Russell Stuart wrote:
> On Tue, 2006-07-18 at 22:46 +0100, Andy Furniss wrote: 
> 
>>FWIW I think it may be possible to do it Patricks' way, as if I read it 
>>properly he will end up with the ATM cell train length which gets 
>>shifted by cell_log and looked up as before. The ATM length will be in 
>>steps of 53 so with cell_log 3 or 4 I think there will be no collisions 
>>- so special rate tables for ATM can still be made perfect.

Please excuse my silence, I was travelling and am still catching up
with my mails.

> Patrick is proposing that the packet lengths be sent to 
> the kernel in a similar way to how transmission times (ie
> RTAB) is sent now.  I agree that is how things should be 
> done - but it doesn't have much to do with the ATM patch, 
> other than he has allowed for ATM in the way he does the 
> calculation in the kernel [1].
> 
> In particular:
> 
> - As it stands, it doesn't help the qdiscs that use 
>   RTAB.  So unless he proposes to remove RTAB entirely 
>   the ATM patch as it will still have to go in.

Why? The length calculated by my STABs (or something similar)
is used by _all_ qdiscs. Not only for transmission time calculation,
but also for statistics and estimators. If the length calculation
doesn't fit for ATM, that can be fixed.

> - A bit of effort was put into making this current
>   ATM patch both backwards and forwards compatible.
>   Patricks patch would work with newer kernels,
>   obviously.  Older kernels, and in particular the
>   kernel that Debian is Etch is likely to distribute
>   would miss out.

True, but it provides more consistency, and making current
kernels behave better is more important than old kernels.

> If Patrick did intend remove RTAB entirely then he
> needs to add a fair bit more into his patch.  Since 
> RTAB is just STAB scaled, its certainly possible.
> The kernel will have to do a shift and a division
> for each packet, which I assume is permissible.

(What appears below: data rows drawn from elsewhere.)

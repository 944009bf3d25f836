/// Circular orbit math: pure functions plus the per-body motion record.
///
/// Uses f64 throughout; game.rs converts to f32 only when emitting render commands.

use std::collections::HashMap;
use std::f64::consts::TAU;

use glam::DVec3;
use orrery_engine::ClockSource;

use crate::controls::SceneState;

/// Number of distinct samples on an orbit path (the closing point is extra).
pub const ORBIT_SEGMENTS: usize = 64;

/// Spin added per unpaused frame, as a fraction of the body's angular speed.
pub const SPIN_RATE: f64 = 0.01;

/// Closed polyline approximating a circle of radius `distance` in the XZ plane.
/// Returns `ORBIT_SEGMENTS + 1` points; the last repeats the first.
pub fn generate_path(distance: f64) -> Vec<DVec3> {
    let mut points = Vec::with_capacity(ORBIT_SEGMENTS + 1);
    for i in 0..ORBIT_SEGMENTS {
        let angle = (i as f64 / ORBIT_SEGMENTS as f64) * TAU;
        points.push(DVec3::new(angle.cos() * distance, 0.0, angle.sin() * distance));
    }
    points.push(points[0]);
    points
}

/// Position on a circular orbit at `effective_time`.
pub fn compute_position(effective_time: f64, angular_speed: f64, distance: f64) -> DVec3 {
    let angle = effective_time * angular_speed;
    DVec3::new(angle.cos() * distance, 0.0, angle.sin() * distance)
}

/// Orbit paths memoized by exact distance.
#[derive(Default)]
pub struct OrbitPathCache {
    paths: HashMap<u64, Vec<DVec3>>,
}

impl OrbitPathCache {
    pub fn new() -> Self {
        Self::default()
    }

    /// Path for `distance`, generating it on first request.
    pub fn path(&mut self, distance: f64) -> &[DVec3] {
        self.paths
            .entry(distance.to_bits())
            .or_insert_with(|| generate_path(distance))
    }

    /// Previously generated path for `distance`, if any.
    pub fn get(&self, distance: f64) -> Option<&[DVec3]> {
        self.paths.get(&distance.to_bits()).map(Vec::as_slice)
    }

    /// Number of distinct distances generated so far.
    pub fn len(&self) -> usize {
        self.paths.len()
    }
}

/// Mutable motion record for one body.
///
/// Orbital angle and spin are independent channels: the orbit follows the
/// last sampled clock reading, the spin accumulates per frame.
#[derive(Debug, Clone, Copy, Default, PartialEq)]
pub struct BodyMotion {
    /// Most recent clock reading consumed while unpaused.
    last_sampled_time: f64,
    /// Rotation about +Y in radians, kept in [0, TAU).
    spin: f64,
}

impl BodyMotion {
    /// Per-frame step. While `scene.paused` the record is left untouched, so
    /// the body freezes exactly where it was and resumes from the live clock.
    pub fn sample(&mut self, clock: &impl ClockSource, scene: &SceneState, angular_speed: f64) {
        if scene.paused {
            return;
        }
        self.last_sampled_time = clock.elapsed_time();
        self.spin = (self.spin + angular_speed * SPIN_RATE).rem_euclid(TAU);
    }

    pub fn last_sampled_time(&self) -> f64 {
        self.last_sampled_time
    }

    pub fn spin(&self) -> f64 {
        self.spin
    }

    pub fn position(&self, angular_speed: f64, distance: f64) -> DVec3 {
        compute_position(self.last_sampled_time, angular_speed, distance)
    }
}

#[cfg(test)]
mod tests {
    use super::*;
    use orrery_engine::FrameClock;
    use std::f64::consts::PI;

    const EPS: f64 = 1e-6;

    fn paused() -> SceneState {
        SceneState { paused: true, ..SceneState::default() }
    }

    #[test]
    fn earth_starts_on_positive_x() {
        let p = compute_position(0.0, 0.3, 25.0);
        assert_eq!(p, DVec3::new(25.0, 0.0, 0.0));
    }

    #[test]
    fn earth_half_orbit_is_opposite() {
        let p = compute_position(PI / 0.3, 0.3, 25.0);
        assert!((p - DVec3::new(-25.0, 0.0, 0.0)).length() < EPS, "p = {p:?}");
    }

    #[test]
    fn position_stays_on_the_circle() {
        for &(speed, distance) in &[(0.5, 15.0), (-0.25, 30.0), (0.06, 70.0)] {
            for step in 0..50 {
                let t = step as f64 * 1.37;
                let p = compute_position(t, speed, distance);
                assert!((p.length() - distance).abs() < EPS, "t={t} p={p:?}");
                assert_eq!(p.y, 0.0);
            }
        }
    }

    #[test]
    fn negative_speed_orbits_the_other_way() {
        let forward = compute_position(1.0, 0.5, 10.0);
        let backward = compute_position(1.0, -0.5, 10.0);
        assert!((forward.x - backward.x).abs() < EPS);
        assert!((forward.z + backward.z).abs() < EPS);
    }

    #[test]
    fn path_is_closed_and_on_the_circle() {
        let path = generate_path(40.0);
        assert_eq!(path.len(), ORBIT_SEGMENTS + 1);
        assert_eq!(path.first(), path.last());
        for p in &path {
            assert!((p.length() - 40.0).abs() < EPS);
            assert_eq!(p.y, 0.0);
        }
    }

    #[test]
    fn path_samples_are_distinct() {
        let path = generate_path(15.0);
        for pair in path[..ORBIT_SEGMENTS].windows(2) {
            assert!((pair[1] - pair[0]).length() > 1.0);
        }
    }

    #[test]
    fn cache_generates_once_per_distance() {
        let mut cache = OrbitPathCache::new();
        assert!(cache.get(25.0).is_none());
        let first = cache.path(25.0).to_vec();
        let again = cache.path(25.0).to_vec();
        assert_eq!(first, again);
        assert_eq!(cache.len(), 1);

        cache.path(30.0);
        assert_eq!(cache.len(), 2);
        assert_eq!(cache.get(25.0).map(<[DVec3]>::len), Some(ORBIT_SEGMENTS + 1));
    }

    #[test]
    fn sample_tracks_clock_while_running() {
        let mut clock = FrameClock::new();
        let mut motion = BodyMotion::default();
        let running = SceneState::default();
        for _ in 0..3 {
            clock.advance(0.5);
            motion.sample(&clock, &running, 0.3);
        }
        assert_eq!(motion.last_sampled_time(), 1.5);
        assert!((motion.spin() - 3.0 * 0.3 * SPIN_RATE).abs() < 1e-12);
    }

    #[test]
    fn pause_freezes_time_and_spin() {
        let mut clock = FrameClock::new();
        let mut motion = BodyMotion::default();
        clock.advance(2.0);
        motion.sample(&clock, &SceneState::default(), 0.3);
        let frozen = motion;

        for _ in 0..10 {
            clock.advance(0.1);
            motion.sample(&clock, &paused(), 0.3);
            assert_eq!(motion, frozen);
            assert_eq!(motion.position(0.3, 25.0), frozen.position(0.3, 25.0));
        }
    }

    #[test]
    fn resume_jumps_to_live_clock() {
        let mut clock = FrameClock::new();
        let mut motion = BodyMotion::default();
        clock.advance(5.0);
        motion.sample(&clock, &SceneState::default(), 0.3);

        for _ in 0..10 {
            clock.advance(0.02);
            motion.sample(&clock, &paused(), 0.3);
            assert_eq!(motion.last_sampled_time(), 5.0);
        }

        motion.sample(&clock, &SceneState::default(), 0.3);
        assert!((motion.last_sampled_time() - 5.2).abs() < 1e-9);
        assert!(motion.last_sampled_time() >= 5.0);
    }

    #[test]
    fn spin_stays_wrapped() {
        let clock = FrameClock::new();
        let mut motion = BodyMotion::default();
        for _ in 0..10_000 {
            motion.sample(&clock, &SceneState::default(), 0.5);
        }
        assert!(motion.spin() >= 0.0 && motion.spin() < TAU);
    }
}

You seem to have misunderstood my patch. It doesn't need to
touch RTABs, it just calculates the packet length as seen
on the wire (whereever it is) and uses that thoughout the
entire qdisc layer.

>>As you say, I think mpu should be added aswell - so eth/other can benefit.
> 
> 
> Not really.  The MPU is reflected in the STAB table,
> just as it is for RTAB.
> 
> One other point - the optimisation Patrick proposes
> for STAB (over RTAB) was to make the number of entries
> variable.  This seems like a good idea.  However there 
> is no such thing as a free lunch, and if you did 
> indeed reduce the number of entries to 16 for Ethernet 
> (as I think Patrick suggested), then each entry would
> cover 1500/16 = 93 different packet lengths.  Ie,
> entry 0 would cover packet lengths 0..93, entry 1
> 94..186, and so on.  A single entry can't be right
> for all those packet lengths, so again we are back
> to a average 30% error for typical VOIP length
> packets.

My patch doesn't uses fixed sized cells, so it can deal
with anything, worst case is you use one cell per packet
size. Optimizing size and lookup speed for ethernet makes
a lot more sense than optimizing for ADSL.